- [WHAT IS EXPECTED] Please transcribe exactly, and only, the lines of the data below between the line holding "let mut config = AccessoryConfig::default();" and the line holding "assert_eq!(runtime.http_port, 9000);", inclusive.

(Stored data)

- - -

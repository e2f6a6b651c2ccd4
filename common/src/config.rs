use serde::{Deserialize, Serialize};

use crate::types::TargetHeaterCoolerState;

#[derive(Debug, Clone, Copy, PartialEq, Eq, Serialize, Deserialize)]
#[serde(default)]
pub struct Capabilities {
    pub cooling_supported: bool,
    pub heating_supported: bool,
}

impl Default for Capabilities {
    fn default() -> Self {
        Self {
            cooling_supported: true,
            heating_supported: true,
        }
    }
}

#[derive(Debug, Clone, Copy, PartialEq, Serialize, Deserialize)]
pub struct TemperatureRange {
    pub min_c: f32,
    pub max_c: f32,
}

impl TemperatureRange {
    pub const fn new(min_c: f32, max_c: f32) -> Self {
        Self { min_c, max_c }
    }

    pub fn contains(&self, value: f32) -> bool {
        value.is_finite() && (self.min_c..=self.max_c).contains(&value)
    }

    /// Swaps inverted bounds and replaces non-finite ones with `fallback`.
    /// Returns `true` if anything was adjusted.
    pub fn sanitize(&mut self, fallback: TemperatureRange) -> bool {
        if !self.min_c.is_finite() || !self.max_c.is_finite() {
            *self = fallback;
            return true;
        }
        if self.min_c > self.max_c {
            std::mem::swap(&mut self.min_c, &mut self.max_c);
            return true;
        }
        false
    }
}

/// Parameters of the temperature drift simulation.
#[derive(Debug, Clone, Serialize, Deserialize)]
#[serde(default)]
pub struct SimulationConfig {
    pub ambient_temp_c: f32,
    /// Step per cycle while heating or cooling.
    pub active_drift_c: f32,
    /// Step per cycle toward ambient while idle or inactive.
    pub ambient_drift_c: f32,
    pub temperature_range: TemperatureRange,
}

impl Default for SimulationConfig {
    fn default() -> Self {
        Self {
            ambient_temp_c: 22.0,
            active_drift_c: 0.5,
            ambient_drift_c: 0.1,
            temperature_range: TemperatureRange::new(-20.0, 60.0),
        }
    }
}

#[derive(Debug, Clone, Serialize, Deserialize)]
#[serde(default)]
pub struct AccessoryConfig {
    pub capabilities: Capabilities,
    pub cooling_threshold_range: TemperatureRange,
    pub heating_threshold_range: TemperatureRange,
    pub enforce_threshold_order: bool,
    pub monitor_interval_ms: u64,
    pub simulation: SimulationConfig,
}

impl SimulationConfig {
    pub fn sanitize(&mut self) -> bool {
        let defaults = Self::default();
        let mut adjusted = self.temperature_range.sanitize(defaults.temperature_range);

        if !self.ambient_temp_c.is_finite() {
            self.ambient_temp_c = defaults.ambient_temp_c;
            adjusted = true;
        }
        let range = self.temperature_range;
        if !range.contains(self.ambient_temp_c) {
            self.ambient_temp_c = self.ambient_temp_c.clamp(range.min_c, range.max_c);
            adjusted = true;
        }

        for (step, default) in [
            (&mut self.active_drift_c, defaults.active_drift_c),
            (&mut self.ambient_drift_c, defaults.ambient_drift_c),
        ] {
            if !step.is_finite() || *step < 0.0 {
                *step = default;
                adjusted = true;
            }
        }

        adjusted
    }
}

impl Default for AccessoryConfig {
    fn default() -> Self {
        Self {
            capabilities: Capabilities::default(),
            cooling_threshold_range: TemperatureRange::new(10.0, 35.0),
            heating_threshold_range: TemperatureRange::new(0.0, 25.0),
            enforce_threshold_order: true,
            monitor_interval_ms: 5_000,
            simulation: SimulationConfig::default(),
        }
    }
}

impl AccessoryConfig {
    /// Repairs ranges and simulation parameters that would make the accessory
    /// reject every write or stall the monitor. Returns `true` if anything was
    /// adjusted.
    pub fn sanitize(&mut self) -> bool {
        let defaults = Self::default();
        let mut adjusted = self
            .cooling_threshold_range
            .sanitize(defaults.cooling_threshold_range);
        adjusted |= self
            .heating_threshold_range
            .sanitize(defaults.heating_threshold_range);
        adjusted |= self.simulation.sanitize();

        if self.monitor_interval_ms == 0 {
            self.monitor_interval_ms = defaults.monitor_interval_ms;
            adjusted = true;
        }

        adjusted
    }
}

/// The values the accessory owns in the key-value store.
#[derive(Debug, Clone, PartialEq, Serialize, Deserialize)]
#[serde(default)]
pub struct PersistedSettings {
    pub active: bool,
    pub target_state: TargetHeaterCoolerState,
    pub cooling_threshold_c: f32,
    pub heating_threshold_c: f32,
}

impl Default for PersistedSettings {
    fn default() -> Self {
        Self {
            active: false,
            target_state: TargetHeaterCoolerState::Automatic,
            cooling_threshold_c: 26.0,
            heating_threshold_c: 20.0,
        }
    }
}

impl PersistedSettings {
    /// Replaces values the config would reject. Returns `true` if anything was
    /// adjusted.
    pub fn sanitize(&mut self, config: &AccessoryConfig) -> bool {
        let defaults = Self::default();
        let mut adjusted = false;

        if !config.cooling_threshold_range.contains(self.cooling_threshold_c) {
            self.cooling_threshold_c = defaults.cooling_threshold_c;
            adjusted = true;
        }
        if !config.heating_threshold_range.contains(self.heating_threshold_c) {
            self.heating_threshold_c = defaults.heating_threshold_c;
            adjusted = true;
        }
        if config.enforce_threshold_order && self.heating_threshold_c > self.cooling_threshold_c {
            self.cooling_threshold_c = defaults.cooling_threshold_c;
            self.heating_threshold_c = defaults.heating_threshold_c;
            adjusted = true;
        }

        adjusted
    }
}

/// Static information published by the accessory information service.
#[derive(Debug, Clone, PartialEq, Eq, Serialize, Deserialize)]
#[serde(default)]
pub struct AccessoryInfo {
    pub name: String,
    pub manufacturer: String,
    pub model: String,
    pub serial_number: String,
    pub firmware_revision: String,
    pub hardware_revision: String,
}

impl Default for AccessoryInfo {
    fn default() -> Self {
        Self {
            name: "Heater Cooler".to_string(),
            manufacturer: "Acme".to_string(),
            model: "HeaterCooler1,1".to_string(),
            serial_number: "099DB48E9E28".to_string(),
            firmware_revision: "1".to_string(),
            hardware_revision: "1".to_string(),
        }
    }
}

#[derive(Debug, Clone, Serialize, Deserialize)]
#[serde(default)]
pub struct RuntimeConfig {
    pub accessory: AccessoryConfig,
    pub info: AccessoryInfo,
    pub http_port: u16,
}

impl Default for RuntimeConfig {
    fn default() -> Self {
        Self {
            accessory: AccessoryConfig::default(),
            info: AccessoryInfo::default(),
            http_port: 8080,
        }
    }
}

#[cfg(test)]
mod tests {
    use pretty_assertions::assert_eq;

    use super::*;

    #[test]
    fn sanitize_replaces_out_of_range_thresholds() {
        let config = AccessoryConfig::default();
        let mut settings = PersistedSettings {
            cooling_threshold_c: 100.0,
            heating_threshold_c: f32::NAN,
            ..PersistedSettings::default()
        };

        assert!(settings.sanitize(&config));
        assert_eq!(settings, PersistedSettings::default());
    }

    #[test]
    fn sanitize_resets_inverted_thresholds() {
        let config = AccessoryConfig::default();
        let mut settings = PersistedSettings {
            cooling_threshold_c: 15.0,
            heating_threshold_c: 24.0,
            ..PersistedSettings::default()
        };

        assert!(settings.sanitize(&config));
        assert_eq!(settings.cooling_threshold_c, 26.0);
        assert_eq!(settings.heating_threshold_c, 20.0);
    }

    #[test]
    fn sanitize_keeps_inverted_thresholds_when_order_is_not_enforced() {
        let config = AccessoryConfig {
            enforce_threshold_order: false,
            ..AccessoryConfig::default()
        };
        let mut settings = PersistedSettings {
            cooling_threshold_c: 15.0,
            heating_threshold_c: 24.0,
            ..PersistedSettings::default()
        };

        assert!(!settings.sanitize(&config));
        assert_eq!(settings.cooling_threshold_c, 15.0);
    }

    #[test]
    fn accessory_config_sanitize_repairs_ranges() {
        let mut config = AccessoryConfig {
            cooling_threshold_range: TemperatureRange::new(35.0, 10.0),
            heating_threshold_range: TemperatureRange::new(f32::NAN, 25.0),
            monitor_interval_ms: 0,
            simulation: SimulationConfig {
                ambient_temp_c: 80.0,
                active_drift_c: f32::INFINITY,
                ambient_drift_c: -0.1,
                temperature_range: TemperatureRange::new(60.0, -20.0),
            },
            ..AccessoryConfig::default()
        };

        assert!(config.sanitize());
        assert_eq!(config.cooling_threshold_range, TemperatureRange::new(10.0, 35.0));
        assert_eq!(config.heating_threshold_range, TemperatureRange::new(0.0, 25.0));
        assert_eq!(config.monitor_interval_ms, 5_000);
        assert_eq!(
            config.simulation.temperature_range,
            TemperatureRange::new(-20.0, 60.0)
        );
        assert_eq!(config.simulation.ambient_temp_c, 60.0);
        assert_eq!(config.simulation.active_drift_c, 0.5);
        assert_eq!(config.simulation.ambient_drift_c, 0.1);
    }

    #[test]
    fn accessory_config_sanitize_keeps_valid_config() {
        let mut config = AccessoryConfig::default();
        assert!(!config.sanitize());
    }

    #[test]
    fn partial_runtime_config_uses_defaults() {
        let raw = r#"{ "accessory": { "capabilities": { "cooling_supported": false } }, "http_port": 9000 }"#;
        let runtime: RuntimeConfig = serde_json::from_str(raw).unwrap();

        assert_eq!(runtime.http_port, 9000);
        assert!(!runtime.accessory.capabilities.cooling_supported);
        assert!(runtime.accessory.capabilities.heating_supported);
        assert_eq!(runtime.accessory.monitor_interval_ms, 5_000);
        assert_eq!(runtime.info, AccessoryInfo::default());
    }
}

- - -

- [OUTPUT]
        let mut config = AccessoryConfig::default();
        assert!(!config.sanitize());
    }

    #[test]
    fn partial_runtime_config_uses_defaults() {
        let raw = r#"{ "accessory": { "capabilities": { "cooling_supported": false } }, "http_port": 9000 }"#;
        let runtime: RuntimeConfig = serde_json::from_str(raw).unwrap();

        assert_eq!(runtime.http_port, 9000);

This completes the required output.